This discussion has been locked.
You can no longer post new replies to this discussion. If you have a question you can start a new discussion

what prevent parallel of non-fragment and fragment

We see, the non-fragment and fragment workloads are not parellel. 

"This expression defines the fragment queue utilization compared against the GPU active cycles. For GPU bound content it is expected that the GPU queues will process work in parallel, so the dominant queue should be close to 100% utilized. If no queue is dominant, but the GPU is close to 100% utilized, then there could be a serialization or dependency problem preventing better overlap across the queues."  -- This is the document on the official web site. But i can not get the specific meaning of it.

So can you give some specific events to prevent parallel between vs and ps?

And  what conditions are satisfied to parellel?

  • Hi Shawn, 

    First of all, if you are hitting your target framerate, e.g. 30 or 60 FPS, you may not be able to get perfect overlap.

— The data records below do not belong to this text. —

// Franchise history lookups: which abbreviation and name a franchise used in
// a given season.

use std::fmt;

use statline_core::model::{season_number, FranchiseHistory, TeamEra};
use tracing::warn;

/// Logo variant to pick for an era.
#[derive(Debug, Clone, Copy, PartialEq, Eq)]
pub enum Theme {
    Light,
    Dark,
}

/// Problems in a franchise's era list that make lookups ambiguous.
#[derive(Debug, Clone, PartialEq, Eq)]
pub enum EraIssue {
    EndsBeforeStart { franchise: String, abbr: String },
    Overlap { franchise: String, first: String, second: String },
    Gap { franchise: String, after: u32, resumes: u32 },
}

impl fmt::Display for EraIssue {
    fn fmt(&self, f: &mut fmt::Formatter<'_>) -> fmt::Result {
        match self {
            EraIssue::EndsBeforeStart { franchise, abbr } => {
                write!(f, "{franchise}: era {abbr} ends before it starts")
            }
            EraIssue::Overlap { franchise, first, second } => {
                write!(f, "{franchise}: eras {first} and {second} overlap")
            }
            EraIssue::Gap { franchise, after, resumes } => {
                write!(f, "{franchise}: no era covers seasons {} to {}", after + 1, resumes - 1)
            }
        }
    }
}

#[derive(Debug, Clone, Copy)]
pub struct FranchiseResolver<'a> {
    history: &'a FranchiseHistory,
}

impl<'a> FranchiseResolver<'a> {
    pub fn new(history: &'a FranchiseHistory) -> Self {
        FranchiseResolver { history }
    }

    pub fn is_franchise(&self, key: &str) -> bool {
        self.history.contains_key(key)
    }

    pub fn franchise_keys(&self) -> impl Iterator<Item = &'a str> {
        self.history.keys().map(String::as_str)
    }

    /// Era of `franchise` covering `season`, if any.
    pub fn era(&self, franchise: &str, season: &str) -> Option<&'a TeamEra> {
        let number = season_number(season)?;
        self.history
            .get(franchise)?
            .iter()
            .find(|era| era.contains(number))
    }

    /// Abbreviation the franchise used in `season`.
    pub fn abbr_for(&self, franchise: &str, season: &str) -> Option<&'a str> {
        self.era(franchise, season).map(|e| e.abbr.as_str())
    }

    /// Display name of the franchise in `season`, falling back to the key.
    pub fn name_for<'k>(&self, franchise: &'k str, season: &str) -> &'k str
    where
        'a: 'k,
    {
        self.era(franchise, season)
            .map(|e| e.name.as_str())
            .unwrap_or(franchise)
    }

    pub fn logo_for(&self, franchise: &str, season: &str, theme: Theme) -> Option<&'a str> {
        let era = self.era(franchise, season)?;
        match theme {
            Theme::Light => era.logo_light.as_deref(),
            Theme::Dark => era.logo_dark.as_deref(),
        }
    }

    /// Franchise that used `abbr` in `season`, falling back to the
    /// abbreviation itself.
    pub fn franchise_for<'k>(&self, abbr: &'k str, season: &str) -> &'k str
    where
        'a: 'k,
    {
        let Some(number) = season_number(season) else {
            return abbr;
        };
        self.history
            .iter()
            .find(|(_, eras)| eras.iter().any(|e| e.abbr == abbr && e.contains(number)))
            .map(|(key, _)| key.as_str())
            .unwrap_or(abbr)
    }

    /// True when `team` is the abbreviation `franchise` used in `season`.
    pub fn matches(&self, franchise: &str, team: &str, season: &str) -> bool {
        let Some(number) = season_number(season) else {
            return false;
        };
        self.history
            .get(franchise)
            .is_some_and(|eras| eras.iter().any(|e| e.abbr == team && e.contains(number)))
    }

    /// Check every franchise for inverted, overlapping or non-contiguous eras.
    /// Each issue is logged; lookups still take the first matching era.
    pub fn validate(&self) -> Vec<EraIssue> {
        let mut issues = Vec::new();
        for (franchise, eras) in self.history {
            let mut sorted: Vec<&TeamEra> = eras.iter().collect();
            sorted.sort_by_key(|e| e.start);

            for era in &sorted {
                if era.end.is_some_and(|end| end < era.start) {
                    issues.push(EraIssue::EndsBeforeStart {
                        franchise: franchise.clone(),
                        abbr: era.abbr.clone(),
                    });
                }
            }

            for pair in sorted.windows(2) {
                let (prev, next) = (pair[0], pair[1]);
                match prev.end {
                    None => issues.push(EraIssue::Overlap {
                        franchise: franchise.clone(),
                        first: prev.abbr.clone(),
                        second: next.abbr.clone(),
                    }),
                    Some(end) if end >= next.start => issues.push(EraIssue::Overlap {
                        franchise: franchise.clone(),
                        first: prev.abbr.clone(),
                        second: next.abbr.clone(),
                    }),
                    Some(end) if end + 1 < next.start => issues.push(EraIssue::Gap {
                        franchise: franchise.clone(),
                        after: end,
                        resumes: next.start,
                    }),
                    Some(_) => {}
                }
            }
        }

        for issue in &issues {
            warn!("Franchise history: {}", issue);
        }
        issues
    }
}

// ---------------------------------------------------------------------------
// Tests
// ---------------------------------------------------------------------------

#[cfg(test)]
mod tests {
    use super::*;

    fn era(abbr: &str, name: &str, start: u32, end: Option<u32>) -> TeamEra {
        TeamEra {
            abbr: abbr.into(),
            name: name.into(),
            start,
            end,
            logo_light: Some(format!("{abbr}-light.png")),
            logo_dark: None,
        }
    }

    fn history() -> FranchiseHistory {
        let mut h = FranchiseHistory::new();
        h.insert(
            "Hawks".into(),
            vec![
                era("HWK", "Hawktown Hawks", 1, Some(4)),
                era("HAW", "Harbor Hawks", 5, None),
            ],
        );
        h.insert("Owls".into(), vec![era("OWL", "Oakley Owls", 1, None)]);
        h
    }

    #[test]
    fn abbreviation_follows_eras() {
        let h = history();
        let r = FranchiseResolver::new(&h);
        assert_eq!(r.abbr_for("Hawks", "S4"), Some("HWK"));
        assert_eq!(r.abbr_for("Hawks", "S5"), Some("HAW"));
        assert_eq!(r.abbr_for("Hawks", "S99"), Some("HAW"));
        assert_eq!(r.abbr_for("Hawks", "Career"), None);
        assert_eq!(r.abbr_for("Nobody", "S1"), None);
    }

    #[test]
    fn names_and_reverse_lookup_fall_back() {
        let h = history();
        let r = FranchiseResolver::new(&h);
        assert_eq!(r.name_for("Hawks", "S2"), "Hawktown Hawks");
        assert_eq!(r.name_for("Nobody", "S2"), "Nobody");
        assert_eq!(r.franchise_for("HAW", "S6"), "Hawks");
        assert_eq!(r.franchise_for("HAW", "S2"), "HAW");
        assert_eq!(r.franchise_for("OWL", "S2"), "Owls");
    }

    #[test]
    fn logos_by_theme() {
        let h = history();
        let r = FranchiseResolver::new(&h);
        assert_eq!(r.logo_for("Hawks", "S1", Theme::Light), Some("HWK-light.png"));
        assert_eq!(r.logo_for("Hawks", "S1", Theme::Dark), None);
    }

    #[test]
    fn matches_checks_abbreviation_and_season() {
        let h = history();
        let r = FranchiseResolver::new(&h);
        assert!(r.matches("Hawks", "HWK", "S3"));
        assert!(!r.matches("Hawks", "HWK", "S5"));
        assert!(r.matches("Hawks", "HAW", "S5"));
        assert!(!r.matches("Owls", "HAW", "S5"));
    }

    #[test]
    fn clean_history_validates() {
        let h = history();
        assert!(FranchiseResolver::new(&h).validate().is_empty());
    }

    #[test]
    fn validate_reports_overlaps_and_gaps() {
        let mut h = FranchiseHistory::new();
        h.insert(
            "Gappy".into(),
            vec![era("AAA", "A", 1, Some(2)), era("BBB", "B", 5, None)],
        );
        h.insert(
            "Overlap".into(),
            vec![era("CCC", "C", 1, Some(4)), era("DDD", "D", 3, None)],
        );
        h.insert("Inverted".into(), vec![era("EEE", "E", 6, Some(2))]);

        let issues = FranchiseResolver::new(&h).validate();
        assert_eq!(issues.len(), 3);
        assert!(issues.contains(&EraIssue::Gap {
            franchise: "Gappy".into(),
            after: 2,
            resumes: 5,
        }));
        assert!(issues.iter().any(|i| matches!(i, EraIssue::Overlap { franchise, .. } if franchise == "Overlap")));
        assert!(issues.iter().any(|i| matches!(i, EraIssue::EndsBeforeStart { franchise, .. } if franchise == "Inverted")));
        assert_eq!(issues[0].to_string(), "Gappy: no era covers seasons 3 to 4");
    }
}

In that situation it really depends on the frame GPU load and the available GPU frequencies on that target device. 

    If you are not hitting 60 FPS, you're generally looking to avoid dependencies between render passes.

    In OpenGL ES the main causes of this are:

    • Fences or queries which are waited on too early, so CPU must block and wait for the GPU to resolve the fence/query.
    • Using glMapBuffer without GL_MAP_UNSYNCHRONIZED while the buffer is still referenced, so the CPU must block and wait for the GPU dependency to resovled (it might, it might also just ghost the resource).
    • Having a vertex shader consume the output of the previous render pass as an input texture or image. 
    • Having a compute shader consume the output of the previous render pass as an input texture or image.

    In Vulkan:

    • Same problems with fences and queries.
    • Having conservative resource dependencies, for example if the srcStage for generating a resource is "BOTTOM_OF_PIPE" and dstStage for consuming it is "TOP_OF_PIPE" then the workloads will serialize, a "TOP" (vertex shading) must wait for "BOTTOM" (fragment shading) to complete before it can start.  

    This might help provide some more background: developer.arm.com/.../workload-pipelining

    Kind regards, 
    Pete